Thème : ARTS                                                                                                                                                  Conférence du mardi 19 Mai 2009

Picasso et les maîtres

Par Stéphanie Bernardin – Conférencière

Picasso était un cannibale. Ce maître de l’iconoclasme a cannibalisé les œuvres des grands maîtres mais aussi, sur un plan personnel, les femmes et ses proches. L’exposition présentée au Grand Palais, au Louvre et au Musée d’Orsay a bien mis en évidence la capacité qu’il avait à tout digérer, et récupérer la qualité intrinsèque de ses illustres prédécesseurs. Il a su aussi absorber les changements profonds de notre époque : cet homme élevé dans l’Espagne du XIXe siècle – il a presque vingt ans en 1900 – meurt en 1973 à l’heure des avions supersoniques.

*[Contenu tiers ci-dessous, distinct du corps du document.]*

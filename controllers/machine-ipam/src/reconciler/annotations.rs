//! Network annotation resolution
//!
//! A VSphereMachine carrying all three network annotations uses its own.
//! Otherwise the owning Cluster API Machine supplies them, found first by
//! owner reference and then by cluster name.

use crate::error::ControllerError;
use crate::store::OwnerLookup;
use crds::{
    Machine, VSphereMachine, NETWORK_NAME_ANNOTATION, NETWORK_VIEW_ANNOTATION, OWNER_API_GROUP,
    OWNER_KIND, SUBNET_ANNOTATION,
};
use ipnetwork::{IpNetwork, Ipv4Network};
use kube::ResourceExt;
use std::collections::BTreeMap;
use std::fmt;
use tracing::debug;

/// Resolved network configuration of a machine
#[derive(Debug, Clone, PartialEq, Eq)]
pub struct NetworkAnnotations {
    pub network_name: String,
    pub network_view: String,
    /// Normalised to its network address
    pub subnet: Ipv4Network,
}

/// Where resolved annotations came from
#[derive(Debug, Clone, PartialEq, Eq)]
pub enum AnnotationSource {
    Machine,
    Owner(String),
}

/// Why annotations could not be resolved
#[derive(Debug, Clone, PartialEq, Eq)]
pub enum UnresolvableReason {
    /// Neither the machine nor its owner carry a complete annotation set
    MissingAnnotations,
    /// The subnet annotation is not an IPv4 network
    InvalidSubnet(String),
    /// No owner Machine could be found
    OwnerNotFound,
    /// Several Machines of the cluster could be the owner
    OwnerAmbiguous(usize),
}

impl fmt::Display for UnresolvableReason {
    fn fmt(&self, f: &mut fmt::Formatter<'_>) -> fmt::Result {
        match self {
            UnresolvableReason::MissingAnnotations => write!(
                f,
                "annotations {}, {} and {} are not all set",
                NETWORK_NAME_ANNOTATION, NETWORK_VIEW_ANNOTATION, SUBNET_ANNOTATION
            ),
            UnresolvableReason::InvalidSubnet(raw) => {
                write!(f, "subnet '{}' is not an IPv4 network in CIDR notation", raw)
            }
            UnresolvableReason::OwnerNotFound => write!(f, "owner Machine not found"),
            UnresolvableReason::OwnerAmbiguous(count) => {
                write!(f, "{} Machines in the cluster could be the owner", count)
            }
        }
    }
}

/// Result of annotation resolution
#[derive(Debug, Clone, PartialEq, Eq)]
pub enum Resolution {
    Resolved {
        annotations: NetworkAnnotations,
        source: AnnotationSource,
    },
    Unresolvable(UnresolvableReason),
}

/// Parse a subnet annotation value.
///
/// The value must carry an explicit prefix length; host bits are dropped.
pub fn parse_subnet(raw: &str) -> Result<Ipv4Network, UnresolvableReason> {
    let trimmed = raw.trim();
    let invalid = || UnresolvableReason::InvalidSubnet(raw.to_string());

    if !trimmed.contains('/') {
        return Err(invalid());
    }

    match trimmed.parse::<IpNetwork>().map_err(|_| invalid())? {
        IpNetwork::V4(net) => Ipv4Network::new(net.network(), net.prefix()).map_err(|_| invalid()),
        IpNetwork::V6(_) => Err(invalid()),
    }
}

/// Read a complete annotation set.
///
/// `None` when any of the three annotations is missing or empty.
pub fn from_annotations(
    annotations: &BTreeMap<String, String>,
) -> Option<Result<NetworkAnnotations, UnresolvableReason>> {
    let get = |key: &str| {
        annotations
            .get(key)
            .map(|v| v.trim())
            .filter(|v| !v.is_empty())
    };

    let network_name = get(NETWORK_NAME_ANNOTATION)?;
    let network_view = get(NETWORK_VIEW_ANNOTATION)?;
    let subnet = get(SUBNET_ANNOTATION)?;

    Some(parse_subnet(subnet).map(|subnet| NetworkAnnotations {
        network_name: network_name.to_string(),
        network_view: network_view.to_string(),
        subnet,
    }))
}

/// Name of the owning Cluster API Machine, if the machine has an owner reference to one
pub fn owner_machine_name(machine: &VSphereMachine) -> Option<&str> {
    machine
        .owner_references()
        .iter()
        .find(|owner| {
            owner.kind == OWNER_KIND
                && owner
                    .api_version
                    .split_once('/')
                    .map(|(group, _)| group == OWNER_API_GROUP)
                    .unwrap_or(false)
        })
        .map(|owner| owner.name.as_str())
}

/// Pick the owner among Machines of the same cluster
fn pick_cluster_owner(
    mut candidates: Vec<Machine>,
    machine_name: &str,
) -> Result<Machine, UnresolvableReason> {
    if let Some(index) = candidates.iter().position(|c| c.name_any() == machine_name) {
        return Ok(candidates.swap_remove(index));
    }

    match candidates.len() {
        0 => Err(UnresolvableReason::OwnerNotFound),
        1 => Ok(candidates.remove(0)),
        n => Err(UnresolvableReason::OwnerAmbiguous(n)),
    }
}

fn resolved_from_owner(owner: &Machine) -> Resolution {
    match from_annotations(owner.annotations()) {
        Some(Ok(annotations)) => Resolution::Resolved {
            annotations,
            source: AnnotationSource::Owner(owner.name_any()),
        },
        Some(Err(reason)) => Resolution::Unresolvable(reason),
        None => Resolution::Unresolvable(UnresolvableReason::MissingAnnotations),
    }
}

/// Resolve the network annotations of `machine`.
///
/// Store failures are returned as errors; everything else that prevents
/// resolution is reported as `Resolution::Unresolvable`.
pub async fn resolve(
    machine: &VSphereMachine,
    owners: &dyn OwnerLookup,
) -> Result<Resolution, ControllerError> {
    match from_annotations(machine.annotations()) {
        Some(Ok(annotations)) => {
            return Ok(Resolution::Resolved {
                annotations,
                source: AnnotationSource::Machine,
            });
        }
        Some(Err(reason)) => return Ok(Resolution::Unresolvable(reason)),
        None => {}
    }

    let name = machine.name_any();
    let namespace = machine.namespace().unwrap_or_else(|| "default".to_string());

    let owner_ref = owner_machine_name(machine);
    if let Some(owner_name) = owner_ref {
        if let Some(owner) = owners.get_owner(&namespace, owner_name).await? {
            debug!("Using annotations of owner Machine {}/{}", namespace, owner_name);
            return Ok(resolved_from_owner(&owner));
        }
        debug!(
            "Owner Machine {}/{} of {} not found, falling back to cluster name",
            namespace, owner_name, name
        );
    }

    let Some(cluster) = machine.cluster_name() else {
        return Ok(Resolution::Unresolvable(if owner_ref.is_some() {
            UnresolvableReason::OwnerNotFound
        } else {
            UnresolvableReason::MissingAnnotations
        }));
    };

    let candidates = owners.list_owners_in_cluster(&namespace, cluster).await?;
    match pick_cluster_owner(candidates, &name) {
        Ok(owner) => {
            debug!(
                "Using annotations of Machine {}/{} in cluster {}",
                namespace,
                owner.name_any(),
                cluster
            );
            Ok(resolved_from_owner(&owner))
        }
        Err(reason) => Ok(Resolution::Unresolvable(reason)),
    }
}
//! Kubernetes Events for machine address lifecycle
//!
//! Events are informational; a failure to publish one is logged and never
//! fails the reconciliation that emitted it.

use async_trait::async_trait;
use k8s_openapi::api::core::v1::ObjectReference;
use kube::Client;
use kube::runtime::events::{Event, EventType, Recorder, Reporter};
use tracing::warn;

/// Name reported as the source of every event
pub const CONTROLLER_NAME: &str = "machine-ipam-controller";

/// Event reasons
pub mod reasons {
    pub const IP_ALLOCATED: &str = "IPAllocated";
    pub const IP_RELEASED: &str = "IPReleased";
    pub const ALLOCATION_FAILED: &str = "AllocationFailed";
    pub const RELEASE_FAILED: &str = "ReleaseFailed";
    pub const UNRESOLVABLE: &str = "Unresolvable";
}

/// Event actions
pub mod actions {
    pub const ALLOCATE: &str = "Allocate";
    pub const RELEASE: &str = "Release";
    pub const RESOLVE: &str = "Resolve";
}

/// Publishes Kubernetes Events about an object
#[async_trait]
pub trait EventPublisher: Send + Sync {
    async fn publish(
        &self,
        reference: &ObjectReference,
        type_: EventType,
        reason: &str,
        action: &str,
        note: Option<String>,
    );
}

/// Publishes through the events.k8s.io API
pub struct KubeEventPublisher {
    recorder: Recorder,
}

impl KubeEventPublisher {
    pub fn new(client: Client, instance: impl Into<String>) -> Self {
        let reporter = Reporter {
            controller: CONTROLLER_NAME.to_string(),
            instance: Some(instance.into()),
        };
        Self {
            recorder: Recorder::new(client, reporter),
        }
    }
}

#[async_trait]
impl EventPublisher for KubeEventPublisher {
    async fn publish(
        &self,
        reference: &ObjectReference,
        type_: EventType,
        reason: &str,
        action: &str,
        note: Option<String>,
    ) {
        let event = Event {
            type_,
            reason: reason.to_string(),
            note,
            action: action.to_string(),
            secondary: None,
        };

        if let Err(e) = self.recorder.publish(&event, reference).await {
            warn!(
                "Failed to publish {} event for {}/{}: {}",
                reason,
                reference.namespace.as_deref().unwrap_or_default(),
                reference.name.as_deref().unwrap_or_default(),
                e
            );
        }
    }
}

/// Discards every event
#[cfg(test)]
pub struct NoopEventPublisher;

#[cfg(test)]
#[async_trait]
impl EventPublisher for NoopEventPublisher {
    async fn publish(
        &self,
        _reference: &ObjectReference,
        _type_: EventType,
        _reason: &str,
        _action: &str,
        _note: Option<String>,
    ) {
    }
}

Dès sa jeunesse, grâce à la photographie, il connaît de nombreuses œuvres sans les avoir jamais vues et se constitue son propre « musée » personnel (on y voit des Rubens, Botticelli…). Il naît à Malaga en 1881 d’un père professeur de dessin, un bon technicien de l’art, dont le caractère se rapproche de celui de Léopold Mozart en ceci qu’il a cherché à donner à son fils tout ce dont il avait besoin. C’est ainsi que Picasso entre d’abord à quatorze ans à l’académie des Beaux-arts de Barcelone avant d’intégrer celle de Barcelone. En cette fin de XIXe siècle en Espagne, des professeurs expliquent encore que Le Greco est « ce qu’il ne faut pas faire », qu’il peint mal parce qu’il voit mal, en somme, qu’il a un problème de strabisme. En France, depuis les impressionnistes, dont l’acte fondateur a été Le Déjeuner sur l’Herbe d’Edouard Manet, on réfléchit sur l’art moderne et les grands peintres (Manet, Monet, Cézanne, Gauguin, Van Gogh…) pensent à la place de la couleur.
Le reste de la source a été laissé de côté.